Work item: Could every entry be set down once more, exactly as given?

Stored data entries:
################

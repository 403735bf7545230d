//! Rate limiting configuration.

use std::time::Duration;

/// Configuration for the dispatch rate limiter.
#[derive(Debug, Clone, PartialEq)]
pub struct RateLimitConfig {
    /// Whether rate limiting is enabled
    pub enabled: bool,
    /// Tokens added per second
    pub frequency: f64,
    /// Maximum number of stored tokens (burst size)
    pub bucket: u32,
    /// Longest a caller may wait for a token; `None` waits indefinitely
    pub max_wait: Option<Duration>,
}

impl Default for RateLimitConfig {
    fn default() -> Self {
        Self {
            enabled: false,
            frequency: 1.0,
            bucket: 1,
            max_wait: None,
        }
    }
}

impl RateLimitConfig {
    /// Creates configuration from environment variables.
    ///
    /// Environment variables:
    /// - `RATE_LIMIT_ENABLED`: Enable/disable rate limiting (default: false)
    /// - `RATE_LIMIT_FREQUENCY`: Tokens per second (default: 1.0)
    /// - `RATE_LIMIT_BUCKET`: Burst size (default: 1)
    /// - `RATE_LIMIT_MAX_WAIT_MS`: Reject callers that would wait longer (default: unset)
    pub fn from_env() -> Self {
        let mut config = Self::default();

        if let Ok(val) = std::env::var("RATE_LIMIT_ENABLED") {
            config.enabled = val.parse().unwrap_or(false);
        }
        if let Ok(val) = std::env::var("RATE_LIMIT_FREQUENCY") {
            if let Some(frequency) = parse_frequency(&val) {
                config.frequency = frequency;
            }
        }
        if let Ok(val) = std::env::var("RATE_LIMIT_BUCKET") {
            if let Some(bucket) = val.trim().parse().ok().filter(|b: &u32| *b > 0) {
                config.bucket = bucket;
            }
        }
        if let Ok(val) = std::env::var("RATE_LIMIT_MAX_WAIT_MS") {
            config.max_wait = val.trim().parse().ok().map(Duration::from_millis);
        }

        config
    }
}

/// Parses a positive, finite token frequency.
fn parse_frequency(val: &str) -> Option<f64> {
    val.trim()
        .parse::<f64>()
        .ok()
        .filter(|f| f.is_finite() && *f > 0.0)
}

#[cfg(test)]
mod tests {
    use super::*;
    use serial_test::serial;

    #[test]
    fn test_default_config() {
        let config = RateLimitConfig::default();
        assert!(!config.enabled);
        assert!((config.frequency - 1.0).abs() < f64::EPSILON);
        assert_eq!(config.bucket, 1);
        assert!(config.max_wait.is_none());
    }

    #[test]
    fn test_parse_frequency() {
        assert_eq!(parse_frequency("2.5"), Some(2.5));
        assert_eq!(parse_frequency(" 10 "), Some(10.0));

        // Invalid values
        assert!(parse_frequency("0").is_none());
        assert!(parse_frequency("-1").is_none());
        assert!(parse_frequency("inf").is_none());
        assert!(parse_frequency("fast").is_none());
    }

    #[test]
    #[serial]
    fn test_from_env() {
        std::env::set_var("RATE_LIMIT_ENABLED", "true");
        std::env::set_var("RATE_LIMIT_FREQUENCY", "4");
        std::env::set_var("RATE_LIMIT_BUCKET", "0");
        std::env::set_var("RATE_LIMIT_MAX_WAIT_MS", "250");

        let config = RateLimitConfig::from_env();
        assert!(config.enabled);
        assert!((config.frequency - 4.0).abs() < f64::EPSILON);
        // Zero bucket is ignored
        assert_eq!(config.bucket, 1);
        assert_eq!(config.max_wait, Some(Duration::from_millis(250)));

        for key in [
            "RATE_LIMIT_ENABLED",
            "RATE_LIMIT_FREQUENCY",
            "RATE_LIMIT_BUCKET",
            "RATE_LIMIT_MAX_WAIT_MS",
        ] {
            std::env::remove_var(key);
        }
    }
}
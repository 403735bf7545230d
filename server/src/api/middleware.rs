//! Request normalization and access-token middleware.

use std::net::SocketAddr;
use std::sync::Arc;

use axum::{
    body::Body,
    extract::{ConnectInfo, Query, Request, State},
    http::{header::AUTHORIZATION, HeaderMap, Method, Uri},
    middleware::Next,
    response::Response,
};
use serde::Deserialize;
use serde_json::Value;
use tracing::warn;

use super::error::ApiError;
use super::request::{is_json_content, JsonBody};
use super::AppState;
use crate::webhooks::signing::constant_time_eq;

/// Client address for log lines, when the server was built with connect info.
fn remote_addr(request: &Request) -> String {
    request
        .extensions()
        .get::<ConnectInfo<SocketAddr>>()
        .map(|ConnectInfo(addr)| addr.to_string())
        .unwrap_or_else(|| "unknown".into())
}

/// First pipeline stage, applied to every request.
///
/// - Methods other than GET/POST get `404`.
/// - POST with a JSON content type has its body read and parsed once; an
///   unreadable body or invalid JSON gets `400`. The parsed document is
///   stored as [`JsonBody`] and the raw bytes are put back for later
///   extractors.
/// - Everything else passes through untouched.
#[tracing::instrument(skip_all, fields(method = %request.method(), uri = %request.uri()))]
pub async fn normalize_request(
    State(state): State<AppState>,
    request: Request,
    next: Next,
) -> Result<Response, ApiError> {
    if request.method() != Method::GET && request.method() != Method::POST {
        warn!(remote = %remote_addr(&request), "Rejected request: method not allowed");
        return Err(ApiError::MethodNotAllowed);
    }

    if request.method() != Method::POST || !is_json_content(request.headers()) {
        return Ok(next.run(request).await);
    }

    let remote = remote_addr(&request);
    let (mut parts, body) = request.into_parts();
    let bytes = axum::body::to_bytes(body, state.config.max_body_size)
        .await
        .map_err(|e| {
            warn!(remote = %remote, error = %e, "Failed to read request body");
            ApiError::UnreadableBody
        })?;
    let document: Value = serde_json::from_slice(&bytes).map_err(|e| {
        warn!(remote = %remote, error = %e, "Rejected request: invalid JSON");
        ApiError::InvalidJson
    })?;

    parts.extensions.insert(JsonBody(Arc::new(document)));
    Ok(next.run(Request::from_parts(parts, Body::from(bytes))).await)
}

/// Second pipeline stage: shared access-token check.
///
/// Disabled when no token is configured. Otherwise a non-empty
/// `Authorization` header must carry the token after its first space;
/// without the header, the `access_token` query parameter must match.
#[tracing::instrument(skip_all)]
pub async fn require_token(
    State(state): State<AppState>,
    request: Request,
    next: Next,
) -> Result<Response, ApiError> {
    if let Some(expected) = state.config.access_token.as_deref() {
        if let Err(e) = check_token(request.headers(), request.uri(), expected) {
            warn!(remote = %remote_addr(&request), error = %e, "Rejected request: unauthorized");
            return Err(e);
        }
    }

    Ok(next.run(request).await)
}

#[derive(Deserialize)]
struct TokenQuery {
    access_token: Option<String>,
}

/// Check a request's credentials against `expected`.
///
/// An `Authorization` header with no space has no token part and is
/// rejected outright rather than falling back to the query parameter.
pub fn check_token(headers: &HeaderMap, uri: &Uri, expected: &str) -> Result<(), ApiError> {
    if let Some(header) = headers.get(AUTHORIZATION).filter(|h| !h.is_empty()) {
        let token = header
            .to_str()
            .ok()
            .and_then(|value| value.split_once(' '))
            .map(|(_, token)| token)
            .ok_or(ApiError::MalformedAuthHeader)?;
        return if constant_time_eq(expected, token) {
            Ok(())
        } else {
            Err(ApiError::Unauthorized)
        };
    }

    let provided = Query::<TokenQuery>::try_from_uri(uri)
        .ok()
        .and_then(|Query(q)| q.access_token)
        .unwrap_or_default();
    if constant_time_eq(expected, &provided) {
        Ok(())
    } else {
        Err(ApiError::Unauthorized)
    }
}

################

Your response:
repository 403735bf7545230d
//! Rate limiting configuration.

use std::time::Duration;

/// Configuration for the dispatch rate limiter.
#[derive(Debug, Clone, PartialEq)]
pub struct RateLimitConfig {
    /// Whether rate limiting is enabled
    pub enabled: bool,
    /// Tokens added per second
    pub frequency: f64,
    /// Maximum number of stored tokens (burst size)
    pub bucket: u32,
    /// Longest a caller may wait for a token; `None` waits indefinitely
    pub max_wait: Option<Duration>,
}

impl Default for RateLimitConfig {
    fn default() -> Self {
        Self {
            enabled: false,
            frequency: 1.0,
            bucket: 1,
            max_wait: None,
        }
    }
}

impl RateLimitConfig {
    /// Creates configuration from environment variables.
    ///
    /// Environment variables:
    /// - `RATE_LIMIT_ENABLED`: Enable/disable rate limiting (default: false)
    /// - `RATE_LIMIT_FREQUENCY`: Tokens per second (default: 1.0)
    /// - `RATE_LIMIT_BUCKET`: Burst size (default: 1)
    /// - `RATE_LIMIT_MAX_WAIT_MS`: Reject callers that would wait longer (default: unset)
    pub fn from_env() -> Self {
        let mut config = Self::default();

        if let Ok(val) = std::env::var("RATE_LIMIT_ENABLED") {
            config.enabled = val.parse().unwrap_or(false);
        }
        if let Ok(val) = std::env::var("RATE_LIMIT_FREQUENCY") {
            if let Some(frequency) = parse_frequency(&val) {
                config.frequency = frequency;
            }
        }
        if let Ok(val) = std::env::var("RATE_LIMIT_BUCKET") {
            if let Some(bucket) = val.trim().parse().ok().filter(|b: &u32| *b > 0) {
                config.bucket = bucket;
            }
        }
        if let Ok(val) = std::env::var("RATE_LIMIT_MAX_WAIT_MS") {
            config.max_wait = val.trim().parse().ok().map(Duration::from_millis);
        }

        config
    }
}

/// Parses a positive, finite token frequency.
fn parse_frequency(val: &str) -> Option<f64> {
    val.trim()
        .parse::<f64>()
        .ok()
        .filter(|f| f.is_finite() && *f > 0.0)
}

#[cfg(test)]
mod tests {
    use super::*;
    use serial_test::serial;

    #[test]
    fn test_default_config() {
        let config = RateLimitConfig::default();
        assert!(!config.enabled);
        assert!((config.frequency - 1.0).abs() < f64::EPSILON);
        assert_eq!(config.bucket, 1);
        assert!(config.max_wait.is_none());
    }

    #[test]
    fn test_parse_frequency() {
        assert_eq!(parse_frequency("2.5"), Some(2.5));
        assert_eq!(parse_frequency(" 10 "), Some(10.0));

        // Invalid values
        assert!(parse_frequency("0").is_none());
        assert!(parse_frequency("-1").is_none());
        assert!(parse_frequency("inf").is_none());
        assert!(parse_frequency("fast").is_none());
    }

    #[test]
    #[serial]
    fn test_from_env() {
        std::env::set_var("RATE_LIMIT_ENABLED", "true");
        std::env::set_var("RATE_LIMIT_FREQUENCY", "4");
        std::env::set_var("RATE_LIMIT_BUCKET", "0");
        std::env::set_var("RATE_LIMIT_MAX_WAIT_MS", "250");

        let config = RateLimitConfig::from_env();
        assert!(config.enabled);
        assert!((config.frequency - 4.0).abs() < f64::EPSILON);
        // Zero bucket is ignored
        assert_eq!(config.bucket, 1);
        assert_eq!(config.max_wait, Some(Duration::from_millis(250)));

        for key in [
            "RATE_LIMIT_ENABLED",
            "RATE_LIMIT_FREQUENCY",
            "RATE_LIMIT_BUCKET",
            "RATE_LIMIT_MAX_WAIT_MS",
        ] {
            std::env::remove_var(key);
        }
    }
}
repository 403735bf7545230d
filename server/src/api/middleware.rs
//! Request normalization and access-token middleware.

use std::net::SocketAddr;
use std::sync::Arc;

use axum::{
    body::Body,
    extract::{ConnectInfo, Query, Request, State},
    http::{header::AUTHORIZATION, HeaderMap, Method, Uri},
    middleware::Next,
    response::Response,
};
use serde::Deserialize;
use serde_json::Value;
use tracing::warn;

use super::error::ApiError;
use super::request::{is_json_content, JsonBody};
use super::AppState;
use crate::webhooks::signing::constant_time_eq;

/// Client address for log lines, when the server was built with connect info.
fn remote_addr(request: &Request) -> String {
    request
        .extensions()
        .get::<ConnectInfo<SocketAddr>>()
        .map(|ConnectInfo(addr)| addr.to_string())
        .unwrap_or_else(|| "unknown".into())
}

/// First pipeline stage, applied to every request.
///
/// - Methods other than GET/POST get `404`.
/// - POST with a JSON content type has its body read and parsed once; an
///   unreadable body or invalid JSON gets `400`. The parsed document is
///   stored as [`JsonBody`] and the raw bytes are put back for later
///   extractors.
/// - Everything else passes through untouched.
#[tracing::instrument(skip_all, fields(method = %request.method(), uri = %request.uri()))]
pub async fn normalize_request(
    State(state): State<AppState>,
    request: Request,
    next: Next,
) -> Result<Response, ApiError> {
    if request.method() != Method::GET && request.method() != Method::POST {
        warn!(remote = %remote_addr(&request), "Rejected request: method not allowed");
        return Err(ApiError::MethodNotAllowed);
    }

    if request.method() != Method::POST || !is_json_content(request.headers()) {
        return Ok(next.run(request).await);
    }

    let remote = remote_addr(&request);
    let (mut parts, body) = request.into_parts();
    let bytes = axum::body::to_bytes(body, state.config.max_body_size)
        .await
        .map_err(|e| {
            warn!(remote = %remote, error = %e, "Failed to read request body");
            ApiError::UnreadableBody
        })?;
    let document: Value = serde_json::from_slice(&bytes).map_err(|e| {
        warn!(remote = %remote, error = %e, "Rejected request: invalid JSON");
        ApiError::InvalidJson
    })?;

    parts.extensions.insert(JsonBody(Arc::new(document)));
    Ok(next.run(Request::from_parts(parts, Body::from(bytes))).await)
}

/// Second pipeline stage: shared access-token check.
///
/// Disabled when no token is configured. Otherwise a non-empty
/// `Authorization` header must carry the token after its first space;
/// without the header, the `access_token` query parameter must match.
#[tracing::instrument(skip_all)]
pub async fn require_token(
    State(state): State<AppState>,
    request: Request,
    next: Next,
) -> Result<Response, ApiError> {
    if let Some(expected) = state.config.access_token.as_deref() {
        if let Err(e) = check_token(request.headers(), request.uri(), expected) {
            warn!(remote = %remote_addr(&request), error = %e, "Rejected request: unauthorized");
            return Err(e);
        }
    }

    Ok(next.run(request).await)
}

#[derive(Deserialize)]
struct TokenQuery {
    access_token: Option<String>,
}

/// Check a request's credentials against `expected`.
///
/// An `Authorization` header with no space has no token part and is
/// rejected outright rather than falling back to the query parameter.
pub fn check_token(headers: &HeaderMap, uri: &Uri, expected: &str) -> Result<(), ApiError> {
    if let Some(header) = headers.get(AUTHORIZATION).filter(|h| !h.is_empty()) {
        let token = header
            .to_str()
            .ok()
            .and_then(|value| value.split_once(' '))
            .map(|(_, token)| token)
            .ok_or(ApiError::MalformedAuthHeader)?;
        return if constant_time_eq(expected, token) {
            Ok(())
        } else {
            Err(ApiError::Unauthorized)
        };
    }

    let provided = Query::<TokenQuery>::try_from_uri(uri)
        .ok()
        .and_then(|Query(q)| q.access_token)
        .unwrap_or_default();
    if constant_time_eq(expected, &provided) {
        Ok(())
    } else {
        Err(ApiError::Unauthorized)
    }
}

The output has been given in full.